**Work to complete:** How many lines below hold "another"? Answer with only the number.

**Record extracts:**
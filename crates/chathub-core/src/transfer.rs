//! Chat history export and import

use chrono::{DateTime, Utc};
use serde::{Deserialize, Serialize};
use std::collections::HashSet;

use crate::{
    error::{Error, Result},
    events::StoreEvent,
    model::Conversation,
    store::Store,
};

/// Version tag written into export files
pub const EXPORT_VERSION: u64 = 1;

/// Exported chat history
#[derive(Debug, Clone, PartialEq, Serialize, Deserialize)]
#[serde(rename_all = "camelCase")]
pub struct ExportBundle {
    pub version: u64,
    pub exported_at: DateTime<Utc>,
    pub conversations: Vec<Conversation>,
}

/// Incoming payload; only the conversation list is required
#[derive(Debug, Deserialize)]
struct ImportPayload {
    conversations: Vec<Conversation>,
}

/// Outcome of an import
#[derive(Debug, Clone, Copy, Default, PartialEq, Eq, Serialize)]
pub struct ImportReport {
    pub imported: usize,
    /// Conversations already present (or repeated in the payload)
    pub skipped: usize,
}

impl Store {
    pub fn export_conversations(&self) -> ExportBundle {
        ExportBundle {
            version: EXPORT_VERSION,
            exported_at: Utc::now(),
            conversations: self.read(|state| state.conversations.clone()),
        }
    }

    /// Export as pretty-printed JSON
    pub fn export_json(&self) -> Result<String> {
        Ok(serde_json::to_string_pretty(&self.export_conversations())?)
    }

    /// Import conversations from an export file's contents. The payload is
    /// validated as a whole before anything is added; conversations whose id
    /// already exists are skipped.
    pub fn import_conversations(&self, json: &str) -> Result<ImportReport> {
        let payload: ImportPayload =
            serde_json::from_str(json).map_err(|e| Error::Import(e.to_string()))?;
        let total = payload.conversations.len();

        let report = self.update(|inner| {
            let mut seen: HashSet<String> =
                inner.state.conversations.iter().map(|c| c.id.clone()).collect();
            let mut fresh: Vec<Conversation> = payload
                .conversations
                .into_iter()
                .filter(|c| seen.insert(c.id.clone()))
                .collect();
            for conversation in &mut fresh {
                conversation.settle_interrupted();
            }

            let ids: Vec<String> = fresh.iter().map(|c| c.id.clone()).collect();
            let report = ImportReport {
                imported: fresh.len(),
                skipped: total - fresh.len(),
            };
            fresh.append(&mut inner.state.conversations);
            inner.state.conversations = fresh;
            for conversation_id in ids {
                inner.emit(StoreEvent::ConversationChanged { conversation_id });
            }
            report
        });

        tracing::info!(
            "Imported {} conversation(s), skipped {}",
            report.imported,
            report.skipped
        );
        Ok(report)
    }
}
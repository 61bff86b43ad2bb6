//! Slash commands for interactive mode

mod conversation;
mod model;

pub use conversation::ConversationCommand;
pub use model::{ModelCommand, find_model};

use chathub_core::{ModelInfo, Store};

/// Result of executing a slash command
#[derive(Debug, PartialEq)]
pub enum CommandResult {
    /// Start a fresh conversation
    NewConversation,
    /// Make another conversation current
    Switch(String),
    /// Use another model for the current conversation
    ChangeModel(String),
    /// List installed models (needs a round trip to the server)
    ListModels,
    /// Show a message to the user
    Message(String),
    /// Exit the application
    Exit,
    /// Unknown command
    Unknown(String),
}

/// Parse and execute a slash command against the current conversation
pub fn execute_command(
    input: &str,
    store: &Store,
    active: Option<&str>,
    available_models: &[ModelInfo],
) -> Option<CommandResult> {
    let input = input.trim();

    let rest = input.strip_prefix('/')?;
    let parts: Vec<&str> = rest.splitn(2, ' ').collect();
    let command = parts[0].to_lowercase();
    let args = parts.get(1).map(|s| s.trim()).unwrap_or("");

    Some(match command.as_str() {
        "help" | "h" | "?" => CommandResult::Message(help_message()),

        "new" | "n" => CommandResult::NewConversation,

        "list" | "l" => CommandResult::Message(store.read(|state| {
            ConversationCommand::list_text(state, active, chrono::Utc::now())
        })),

        "switch" | "s" => ConversationCommand::switch(args, store),

        "title" => ConversationCommand::rename(args, store, active),

        "model" | "m" => {
            let current = active
                .and_then(|id| store.conversation(id))
                .map(|c| c.model_name)
                .unwrap_or_default();
            ModelCommand::execute(args, &current, available_models)
        }

        "params" | "p" => ConversationCommand::params(args, store, active),

        "info" | "i" => ConversationCommand::info(store, active),

        "quit" | "exit" | "q" => CommandResult::Exit,

        _ => CommandResult::Unknown(command),
    })
}

fn help_message() -> String {
    r#"Available commands:
  /help, /h, /?         Show this help message
  /new, /n              Start a new conversation
  /list, /l             List conversations
  /switch, /s <id>      Switch to a conversation (id or id prefix)
  /title <text>         Rename the current conversation
  /model, /m [name]     List models or switch to a model
  /params, /p <preset>  Apply sampling preset (balanced, creative, precise, code)
  /info, /i             Show details of the current conversation
  /quit, /exit, /q      Exit chathub

Press Ctrl-C while a reply is streaming to stop it."#
        .to_string()
}
//! Scripted in-memory backend for unit tests

use async_trait::async_trait;
use parking_lot::Mutex;
use std::sync::Arc;
use std::time::Duration;
use tokio::sync::Notify;
use tokio_util::sync::CancellationToken;

use crate::{
    backend::{Backend, ChatRequest, ChatResponse, ChunkSender, ModelInfo, StreamChunk},
    error::{Error, Result},
};

/// What the backend does with the next chat request
#[derive(Debug, Clone)]
pub(crate) enum Script {
    /// Stream these deltas, send `done`, then return their concatenation
    Stream(Vec<&'static str>),
    /// Return the reply without streaming anything
    Unary(&'static str),
    /// Stream these deltas, then wait until cancelled
    StreamThenHang(Vec<&'static str>),
    /// Fail the request
    Fail(&'static str),
}

#[derive(Default)]
pub(crate) struct ScriptedBackend {
    scripts: Mutex<Vec<Script>>,
    pub(crate) requests: Mutex<Vec<ChatRequest>>,
    pub(crate) title: Mutex<Option<String>>,
    pub(crate) reachable: Mutex<bool>,
    /// Signalled once a hanging request has streamed its deltas
    pub(crate) streaming: Arc<Notify>,
}

impl ScriptedBackend {
    pub(crate) fn new(scripts: Vec<Script>) -> Arc<Self> {
        Arc::new(Self {
            scripts: Mutex::new(scripts),
            reachable: Mutex::new(true),
            ..Default::default()
        })
    }

    pub(crate) fn with_title(self: Arc<Self>, title: &str) -> Arc<Self> {
        *self.title.lock() = Some(title.to_string());
        self
    }

    fn next_script(&self) -> Script {
        let mut scripts = self.scripts.lock();
        if scripts.is_empty() {
            Script::Unary("ok")
        } else {
            scripts.remove(0)
        }
    }
}

#[async_trait]
impl Backend for ScriptedBackend {
    async fn test_connection(&self, _host: &str, _port: u16, _use_https: bool) -> Result<bool> {
        Ok(*self.reachable.lock())
    }

    async fn send_message(
        &self,
        request: ChatRequest,
        chunks: ChunkSender,
        cancel: CancellationToken,
    ) -> Result<ChatResponse> {
        let request_id = request.request_id.clone();
        self.requests.lock().push(request);

        match self.next_script() {
            Script::Stream(deltas) => {
                for delta in &deltas {
                    let _ = chunks.send(StreamChunk::delta(&request_id, *delta));
                    tokio::time::sleep(Duration::from_millis(1)).await;
                }
                let _ = chunks.send(StreamChunk::done(&request_id, Some(deltas.len() as u32)));
                Ok(ChatResponse {
                    content: deltas.concat(),
                    eval_count: Some(deltas.len() as u32),
                    total_duration_ms: None,
                })
            }
            Script::Unary(content) => Ok(ChatResponse {
                content: content.to_string(),
                eval_count: None,
                total_duration_ms: None,
            }),
            Script::StreamThenHang(deltas) => {
                for delta in deltas {
                    let _ = chunks.send(StreamChunk::delta(&request_id, delta));
                }
                self.streaming.notify_one();
                cancel.cancelled().await;
                Err(Error::backend("Request aborted"))
            }
            Script::Fail(message) => Err(Error::backend(message)),
        }
    }

    async fn generate_title(&self, _model: &str, _first_message: &str) -> Result<String> {
        self.title
            .lock()
            .clone()
            .ok_or_else(|| Error::backend("title model unavailable"))
    }

    async fn list_models(&self) -> Result<Vec<ModelInfo>> {
        Ok(Vec::new())
    }

    async fn pull_model(&self, name: &str) -> Result<String> {
        Ok(format!("pulled {}", name))
    }

    async fn delete_model(&self, _name: &str) -> Result<()> {
        Ok(())
    }
}
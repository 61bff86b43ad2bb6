//! Snapshot persistence: versioned whole-state files with debounced writes

use serde::{Deserialize, Serialize};
use std::fs;
use std::path::{Path, PathBuf};
use std::sync::Arc;
use std::sync::atomic::{AtomicU64, Ordering};
use std::time::Duration;
use tokio::sync::broadcast::error::RecvError;
use tokio::task::JoinHandle;

use crate::{debounce::Debouncer, error::Result, state::AppState, store::Store};

/// Schema version written to and required from snapshot files
pub const SNAPSHOT_VERSION: u64 = 1;

/// Quiet period before a burst of changes is written out
pub const DEFAULT_DEBOUNCE: Duration = Duration::from_millis(200);

/// On-disk record: the version tag alongside the flattened state
#[derive(Debug, Clone, Serialize, Deserialize)]
pub struct Snapshot {
    pub version: u64,
    #[serde(flatten)]
    pub state: AppState,
}

/// What hydration found on disk
#[derive(Debug, Clone, Copy, PartialEq, Eq)]
pub enum Hydration {
    Restored,
    /// No snapshot yet
    Missing,
    /// A snapshot from an incompatible schema; ignored
    VersionMismatch { found: Option<u64> },
}

/// Location of the snapshot file
#[derive(Debug, Clone)]
pub struct SnapshotFile {
    path: PathBuf,
}

impl SnapshotFile {
    pub fn new(path: impl Into<PathBuf>) -> Self {
        Self { path: path.into() }
    }

    pub fn path(&self) -> &Path {
        &self.path
    }

    fn temp_path(&self) -> PathBuf {
        let mut temp = self.path.clone().into_os_string();
        temp.push(".tmp");
        PathBuf::from(temp)
    }

    /// Read the last snapshot. Absence or a version mismatch yields the
    /// default state; unreadable or malformed files are errors.
    pub fn hydrate(&self) -> Result<(AppState, Hydration)> {
        let content = match fs::read_to_string(&self.path) {
            Ok(content) => content,
            Err(e) if e.kind() == std::io::ErrorKind::NotFound => {
                return Ok((AppState::default(), Hydration::Missing));
            }
            Err(e) => return Err(e.into()),
        };

        let value: serde_json::Value = serde_json::from_str(&content)?;
        let found = value.get("version").and_then(|v| v.as_u64());
        if found != Some(SNAPSHOT_VERSION) {
            tracing::warn!(
                "Ignoring snapshot {} with version {:?} (expected {})",
                self.path.display(),
                found,
                SNAPSHOT_VERSION
            );
            return Ok((AppState::default(), Hydration::VersionMismatch { found }));
        }

        let snapshot: Snapshot = serde_json::from_value(value)?;
        Ok((snapshot.state, Hydration::Restored))
    }

    /// Replace the snapshot atomically: the previous file stays intact until
    /// the new one is completely written.
    pub fn write(&self, state: &AppState) -> Result<()> {
        if let Some(parent) = self.path.parent() {
            if !parent.as_os_str().is_empty() {
                fs::create_dir_all(parent)?;
            }
        }
        let snapshot = Snapshot {
            version: SNAPSHOT_VERSION,
            state: state.clone(),
        };
        let json = serde_json::to_vec(&snapshot)?;
        let temp = self.temp_path();
        fs::write(&temp, json)?;
        fs::rename(&temp, &self.path)?;
        Ok(())
    }
}

/// Writes the store to disk after every burst of changes
pub struct PersistenceManager {
    debouncer: Arc<Debouncer>,
    listener: JoinHandle<()>,
    writes: Arc<AtomicU64>,
}

impl PersistenceManager {
    /// Watch `store` and persist it to `file`. Must be called inside a Tokio
    /// runtime.
    pub fn start(store: &Store, file: SnapshotFile, quiet: Duration) -> Self {
        let writes = Arc::new(AtomicU64::new(0));

        let writer_store = store.clone();
        let writer_writes = writes.clone();
        let debouncer = Arc::new(Debouncer::spawn(quiet, move || {
            let state = writer_store.snapshot();
            let file = file.clone();
            let writes = writer_writes.clone();
            async move {
                match tokio::task::spawn_blocking(move || file.write(&state)).await {
                    Ok(Ok(())) => {
                        let n = writes.fetch_add(1, Ordering::Relaxed) + 1;
                        tracing::debug!("Snapshot #{} written", n);
                    }
                    Ok(Err(e)) => tracing::warn!("Failed to write snapshot: {}", e),
                    Err(e) => tracing::warn!("Snapshot writer panicked: {}", e),
                }
            }
        }));

        let mut events = store.subscribe();
        let schedule = debouncer.clone();
        let listener = tokio::spawn(async move {
            loop {
                match events.recv().await {
                    Ok(_) => schedule.schedule(),
                    Err(RecvError::Lagged(skipped)) => {
                        tracing::debug!("Persistence listener skipped {} events", skipped);
                        schedule.schedule();
                    }
                    Err(RecvError::Closed) => break,
                }
            }
        });

        Self {
            debouncer,
            listener,
            writes,
        }
    }

    /// Request a write after the quiet period
    pub fn schedule_snapshot(&self) {
        self.debouncer.schedule();
    }

    /// Write the current state now
    pub async fn flush(&self) {
        self.debouncer.schedule();
        self.debouncer.flush().await;
    }

    /// Write the current state and stop watching
    pub async fn shutdown(self) {
        self.listener.abort();
        self.debouncer.schedule();
        self.debouncer.shutdown().await;
    }

    /// Number of snapshots written so far
    pub fn writes(&self) -> u64 {
        self.writes.load(Ordering::Relaxed)
    }
}

/// Hydrate from `file`, build the store and start persisting it
pub fn open(file: SnapshotFile, quiet: Duration) -> Result<(Store, PersistenceManager, Hydration)> {
    let (state, hydration) = file.hydrate()?;
    tracing::info!("Hydrated {} ({:?})", file.path().display(), hydration);
    let store = Store::new(state);
    let manager = PersistenceManager::start(&store, file, quiet);
    Ok((store, manager, hydration))
}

**Exercise answer:** 2